People across the country struggle with mental health. 

Whether it's seeing a loved one dependent on alcohol or struggling with dark thoughts, most people have been touched by mental health disorders.

The state's Department of Mental Health and Addiction Services (DMHAS) services people everyday who may struggle. 

Last year, DHMAS found that more people came to them for help with substance abuse over any other disorder. 

For Connecticut, a statistical report is put out by the Evaluation, Quality Management and Improvement (EQMI) Division of DMHAS.

For the fiscal 2015 year, 99,468 people were admitted to DMHAS programs, according to the report. This number accounts for people who may have one or multiple admissions. 

Out of those admitted, 68 percent were directed to Mental Health programs, while 75 percent went to Substance Abuse programs.
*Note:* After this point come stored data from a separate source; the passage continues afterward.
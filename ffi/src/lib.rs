/*
 * lib.rs
 * Copyright (C) 2026 Chris Burdess
 *
 * This file is part of Segnalibro, a Nostr bookmarking client.
 *
 * Segnalibro is free software: you can redistribute it and/or modify
 * it under the terms of the GNU General Public License as published by
 * the Free Software Foundation, either version 3 of the License, or
 * (at your option) any later version.
 *
 * Segnalibro is distributed in the hope that it will be useful,
 * but WITHOUT ANY WARRANTY; without even the implied warranty of
 * MERCHANTABILITY or FITNESS FOR A PARTICULAR PURPOSE.  See the
 * GNU General Public License for more details.
 *
 * You should have received a copy of the GNU General Public License
 * along with Segnalibro.  If not, see <http://www.gnu.org/licenses/>.
 */

//! C FFI for segnalibro core: relay list discovery and cache, relay pool subscribe and publish,
//! NIP-55 signer replies.
//! Structured values cross the boundary as UTF-8 JSON strings; returned strings are owned by
//! the caller (free with segnalibro_free_string). All string parameters are UTF-8 NUL-terminated.
//! Network calls block the calling thread on the shared runtime; do not call them from the UI
//! thread or from inside a tokio runtime.

use libc::{c_char, c_int, c_uint};
use std::ffi::{CStr, CString};
use std::fmt::Display;
use std::path::PathBuf;
use std::ptr;
use std::sync::{Arc, RwLock};
use std::time::Duration;

use segnalibro_core::config::{default_config_dir, load_config};
use segnalibro_core::protocol::nostr::nip55::{
    parse_public_key_response, parse_sign_event_response, SignerResponse,
};
use segnalibro_core::protocol::nostr::{
    retain_secure, FileRelayListStore, Filter, RelayConfig, RelayListRepository, RelayPool,
};

/// Hosts the shared tokio runtime and the repository created by segnalibro_init.
struct Registry {
    runtime: tokio::runtime::Runtime,
    repository: RwLock<Option<Arc<RelayListRepository>>>,
}

fn registry() -> Result<&'static Registry, String> {
    static REGISTRY: once_cell::sync::OnceCell<Registry> = once_cell::sync::OnceCell::new();
    REGISTRY
        .get_or_try_init(|| {
            let runtime = tokio::runtime::Builder::new_multi_thread()
                .worker_threads(2)
                .enable_all()
                .build()?;
            Ok::<_, std::io::Error>(Registry {
                runtime,
                repository: RwLock::new(None),
            })
        })
        .map_err(|e| format!("failed to create tokio runtime: {}", e))
}

fn repository() -> Result<(&'static Registry, Arc<RelayListRepository>), String> {
    let registry = registry()?;
    let repository = registry
        .repository
        .read()
        .ok()
        .and_then(|g| g.clone())
        .ok_or_else(|| "not initialized (call segnalibro_init)".to_string())?;
    Ok((registry, repository))
}

thread_local! {
    static LAST_ERROR: std::cell::RefCell<Option<CString>> = std::cell::RefCell::new(None);
}

fn set_last_error(err: impl Display) {
    let msg = CString::new(err.to_string().replace('\0', " ")).ok();
    LAST_ERROR.with(|e| *e.borrow_mut() = msg);
}

fn clear_last_error() {
    LAST_ERROR.with(|e| *e.borrow_mut() = None);
}

fn ptr_to_str(ptr: *const c_char) -> Option<String> {
    if ptr.is_null() {
        return None;
    }
    unsafe { CStr::from_ptr(ptr).to_str().ok().map(|s| s.to_string()) }
}

fn required(ptr: *const c_char, name: &str) -> Result<String, String> {
    ptr_to_str(ptr).ok_or_else(|| format!("{} is NULL or not UTF-8", name))
}

/// Hand a string to the caller, or NULL with last error set.
fn into_c_string(result: Result<String, String>) -> *mut c_char {
    match result.and_then(|s| CString::new(s).map_err(|e| e.to_string())) {
        Ok(s) => {
            clear_last_error();
            s.into_raw()
        }
        Err(e) => {
            set_last_error(e);
            ptr::null_mut()
        }
    }
}

fn to_json<T: serde::Serialize + ?Sized>(value: &T) -> Result<String, String> {
    serde_json::to_string(value).map_err(|e| e.to_string())
}

fn timeout_or(ms: c_uint, default: Duration) -> Duration {
    if ms == 0 {
        default
    } else {
        Duration::from_millis(u64::from(ms))
    }
}

/// Relays from a JSON array (non-`wss://` entries dropped), or the cached relays (defaults if
/// none) when NULL.
fn relays_arg(
    relays_json: *const c_char,
    repository: &RelayListRepository,
) -> Result<Vec<RelayConfig>, String> {
    match ptr_to_str(relays_json) {
        Some(json) => parse_relays(&json),
        None => repository.relays().map_err(|e| e.to_string()),
    }
}

fn parse_relays(json: &str) -> Result<Vec<RelayConfig>, String> {
    let relays: Vec<RelayConfig> =
        serde_json::from_str(json).map_err(|e| format!("relays: {}", e))?;
    Ok(retain_secure(relays))
}

/// Version string (static, do not free).
#[no_mangle]
pub extern "C" fn segnalibro_version() -> *const c_char {
    concat!(env!("CARGO_PKG_VERSION"), "\0").as_ptr() as *const c_char
}

/// Last error message from a failed call on this thread. Valid until the next FFI call.
/// Do not free.
#[no_mangle]
pub extern "C" fn segnalibro_last_error() -> *const c_char {
    LAST_ERROR.with(|e| {
        e.borrow()
            .as_ref()
            .map(|s| s.as_ptr())
            .unwrap_or(ptr::null())
    })
}

/// Free a string returned by this library. No-op if ptr is NULL.
#[no_mangle]
pub unsafe extern "C" fn segnalibro_free_string(ptr: *mut c_char) {
    if !ptr.is_null() {
        let _ = CString::from_raw(ptr);
    }
}

/// Install a tracing subscriber writing to stderr. filter: EnvFilter directives (e.g.
/// "segnalibro_core=debug"); NULL uses RUST_LOG, falling back to "info". Returns 0, or -1 if a
/// subscriber was already installed.
#[no_mangle]
pub unsafe extern "C" fn segnalibro_init_logging(filter: *const c_char) -> c_int {
    use tracing_subscriber::EnvFilter;
    let filter = match ptr_to_str(filter) {
        Some(directives) => EnvFilter::new(directives),
        None => EnvFilter::try_from_default_env().unwrap_or_else(|_| EnvFilter::new("info")),
    };
    match tracing_subscriber::fmt()
        .with_env_filter(filter)
        .with_writer(std::io::stderr)
        .try_init()
    {
        Ok(()) => {
            clear_last_error();
            0
        }
        Err(e) => {
            set_last_error(e);
            -1
        }
    }
}

/// Load config.xml from config_dir (NULL: ~/.segnalibro) and set up the relay list cache there.
/// May be called again to switch directories. Returns 0 on success, -1 on error.
#[no_mangle]
pub unsafe extern "C" fn segnalibro_init(config_dir: *const c_char) -> c_int {
    let result = (|| -> Result<(), String> {
        let registry = registry()?;
        let dir = ptr_to_str(config_dir)
            .map(PathBuf::from)
            .or_else(default_config_dir)
            .ok_or_else(|| "no config directory (HOME not set)".to_string())?;
        let config = load_config(&dir.join("config.xml")).map_err(|e| e.to_string())?;
        let pool = RelayPool::websocket(config.connect_timeout);
        let store = Arc::new(FileRelayListStore::new(&dir));
        let repository = Arc::new(RelayListRepository::new(pool, store, config));
        let mut slot = registry
            .repository
            .write()
            .map_err(|_| "registry lock poisoned".to_string())?;
        *slot = Some(repository);
        tracing::info!(dir = %dir.display(), "segnalibro initialized");
        Ok(())
    })();
    match result {
        Ok(()) => {
            clear_last_error();
            0
        }
        Err(e) => {
            set_last_error(e);
            -1
        }
    }
}

/// Discover the user's relays (npub or hex), probe them and cache up to the configured limit.
/// Returns the cached relays as a JSON array (empty when nothing was found or reachable), or
/// NULL on error. Blocks.
#[no_mangle]
pub unsafe extern "C" fn segnalibro_fetch_and_cache_relays(pubkey: *const c_char) -> *mut c_char {
    into_c_string((|| -> Result<String, String> {
        let pubkey = required(pubkey, "pubkey")?;
        let (registry, repository) = repository()?;
        let relays = registry
            .runtime
            .block_on(repository.fetch_and_cache_user_relays(&pubkey))
            .map_err(|e| e.to_string())?;
        to_json(&relays)
    })())
}

/// Cached relays, or the configured defaults when nothing is cached, as a JSON array.
#[no_mangle]
pub extern "C" fn segnalibro_cached_relays() -> *mut c_char {
    into_c_string((|| -> Result<String, String> {
        let (_, repository) = repository()?;
        to_json(&repository.relays().map_err(|e| e.to_string())?)
    })())
}

/// Query relays_json (JSON array of {url, read, write}; NULL: cached relays) with filter_json
/// (NIP-01 filter object). timeout_ms 0 uses the configured subscribe timeout. Returns the
/// deduplicated events as a JSON array. Unreachable relays contribute nothing. Blocks.
#[no_mangle]
pub unsafe extern "C" fn segnalibro_subscribe(
    relays_json: *const c_char,
    filter_json: *const c_char,
    timeout_ms: c_uint,
) -> *mut c_char {
    into_c_string((|| -> Result<String, String> {
        let (registry, repository) = repository()?;
        let relays = relays_arg(relays_json, &repository)?;
        let filter: Filter = serde_json::from_str(&required(filter_json, "filter")?)
            .map_err(|e| format!("filter: {}", e))?;
        let timeout = timeout_or(timeout_ms, repository.config().subscribe_timeout);
        let events = registry
            .runtime
            .block_on(repository.pool().subscribe_with_timeout(&relays, &filter, timeout));
        to_json(&events)
    })())
}

/// Publish a signed event (JSON) to the write relays in relays_json (NULL: cached relays).
/// timeout_ms 0 uses the configured publish timeout. Returns a JSON object
/// {event_id, successful_relays, failed_relays}, or NULL when no relay accepted. Blocks.
#[no_mangle]
pub unsafe extern "C" fn segnalibro_publish(
    relays_json: *const c_char,
    event_json: *const c_char,
    timeout_ms: c_uint,
) -> *mut c_char {
    into_c_string((|| -> Result<String, String> {
        let (registry, repository) = repository()?;
        let relays = relays_arg(relays_json, &repository)?;
        let event = required(event_json, "event")?;
        let timeout = timeout_or(timeout_ms, repository.config().publish_timeout);
        let result = registry
            .runtime
            .block_on(repository.pool().publish_event(&relays, &event, timeout))
            .map_err(|e| e.to_string())?;
        to_json(&result)
    })())
}

/// Signer reply to get_public_key. response_json: object with result (npub or hex) and
/// optional rejected. Returns the hex public key, or NULL on rejection or bad key.
#[no_mangle]
pub unsafe extern "C" fn segnalibro_signer_public_key(response_json: *const c_char) -> *mut c_char {
    into_c_string((|| -> Result<String, String> {
        let response = signer_response(response_json)?;
        parse_public_key_response(&response).map_err(|e| e.to_string())
    })())
}

/// Signer reply to sign_event. response_json: object with event (full signed event JSON) or
/// result/signature, and optional rejected. unsigned_event_json: the event sent for signing,
/// used when the signer returned only a signature (may be NULL otherwise). Returns the signed
/// event JSON, or NULL on error.
#[no_mangle]
pub unsafe extern "C" fn segnalibro_signer_signed_event(
    response_json: *const c_char,
    unsigned_event_json: *const c_char,
) -> *mut c_char {
    into_c_string((|| -> Result<String, String> {
        let response = signer_response(response_json)?;
        let unsigned = ptr_to_str(unsigned_event_json);
        let event = parse_sign_event_response(&response, unsigned.as_deref())
            .map_err(|e| e.to_string())?;
        Ok(event.to_string())
    })())
}

fn signer_response(response_json: *const c_char) -> Result<SignerResponse, String> {
    let json = required(response_json, "response")?;
    serde_json::from_str(&json).map_err(|e| format!("signer response: {}", e))
}

#[cfg(test)]
mod tests {
    use super::*;

    fn take(ptr: *mut c_char) -> Option<String> {
        if ptr.is_null() {
            return None;
        }
        let s = unsafe { CStr::from_ptr(ptr) }.to_string_lossy().into_owned();
        unsafe { segnalibro_free_string(ptr) };
        Some(s)
    }

    fn last_error() -> String {
        let p = segnalibro_last_error();
        assert!(!p.is_null());
        unsafe { CStr::from_ptr(p) }.to_string_lossy().into_owned()
    }

    #[test]
    fn version_is_nul_terminated() {
        let v = unsafe { CStr::from_ptr(segnalibro_version()) };
        assert_eq!(v.to_str().unwrap(), env!("CARGO_PKG_VERSION"));
    }

    #[test]
    fn caller_relays_must_be_wss() {
        let json = r#"[{"url":"ws://plain.example"},{"url":"http://x"},{"url":"wss://a","write":false}]"#;
        let relays = parse_relays(json).unwrap();
        assert_eq!(relays, vec![RelayConfig::new("wss://a", true, false)]);
        assert!(parse_relays("{").unwrap_err().starts_with("relays:"));
    }

    #[test]
    fn signer_public_key_accepts_npub() {
        let hex = "3bf0c63fcb93463407af97a5e5ee64fa883d107ef9e558472c4eb9aaaefa459d";
        let npub = segnalibro_core::protocol::nostr::keys::hex_to_npub(hex).unwrap();
        let json = CString::new(serde_json::json!({ "result": npub }).to_string()).unwrap();
        let key = take(unsafe { segnalibro_signer_public_key(json.as_ptr()) });
        assert_eq!(key.as_deref(), Some(hex));
    }

    #[test]
    fn signer_rejection_sets_last_error() {
        let json = CString::new(r#"{"rejected":true}"#).unwrap();
        assert!(take(unsafe { segnalibro_signer_public_key(json.as_ptr()) }).is_none());
        assert!(last_error().contains("rejected"));
        assert!(take(unsafe { segnalibro_signer_public_key(ptr::null()) }).is_none());
        assert!(last_error().contains("response"));
    }

    #[test]
    fn init_uses_defaults_without_config_file() {
        let dir = tempfile::tempdir().unwrap();
        let path = CString::new(dir.path().to_string_lossy().into_owned()).unwrap();
        assert_eq!(unsafe { segnalibro_init(path.as_ptr()) }, 0);
        let relays: Vec<RelayConfig> =
            serde_json::from_str(&take(segnalibro_cached_relays()).unwrap()).unwrap();
        assert!(!relays.is_empty());
        assert!(relays.iter().all(|r| r.url.starts_with("wss://")));
    }
}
Substance Abuse programs had 19,904 more people admitted than Mental Health programs, the report said.  Some people were submitted to programs that serve both.

DMHAS said 7,210 people out of the 109,444 they serve received services for both Mental Health and Substance Abuse programs. 
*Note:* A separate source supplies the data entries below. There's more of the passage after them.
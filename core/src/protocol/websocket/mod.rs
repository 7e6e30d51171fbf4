/*
 * mod.rs
 * Copyright (C) 2026 Chris Burdess
 *
 * This file is part of Segnalibro, a Nostr bookmarking client.
 *
 * Segnalibro is free software: you can redistribute it and/or modify
 * it under the terms of the GNU General Public License as published by
 * the Free Software Foundation, either version 3 of the License, or
 * (at your option) any later version.
 *
 * Segnalibro is distributed in the hope that it will be useful,
 * but WITHOUT ANY WARRANTY; without even the implied warranty of
 * MERCHANTABILITY or FITNESS FOR A PARTICULAR PURPOSE.  See the
 * GNU General Public License for more details.
 *
 * You should have received a copy of the GNU General Public License
 * along with Segnalibro.  If not, see <http://www.gnu.org/licenses/>.
 */

//! Client-side WebSocket (RFC 6455) over our TCP/TLS stream.

mod client;
mod connection;
mod frame;
mod handshake;

pub use client::{parse_ws_url, WebSocketClient, WsUrl};
pub use connection::{Message, WebSocketConnection};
For both mental health and substance abuse programs, more than 35 percent said alcohol was their primary drug, while 33 percent said heroin, more than 12 percent said Marijuana and close to 7 percent used cocaine, the report said.

However, specifically for substance abuse programs only, 44 percent of people named heroin as their primary drug, while 30 percent named alcohol, according to the report.

In Connecticut, out of the top 20 diagnoses, the top five are related to substance usage. 

About 23 percent of people admitted to DMHAS mental health programs were diagnosed with severe opioid use disorder.

Another 9 percent were diagnosed with other/unspecific alcohol dependent, 4.9 percent with schizoaffective disorder, 4 percent with major depressive affective disorder recurrent and 3.2 percent with post-traumatic stress disorder.

Under the "major diagnoses" category, major mood disorder, major depression accounted for 85.5 percent.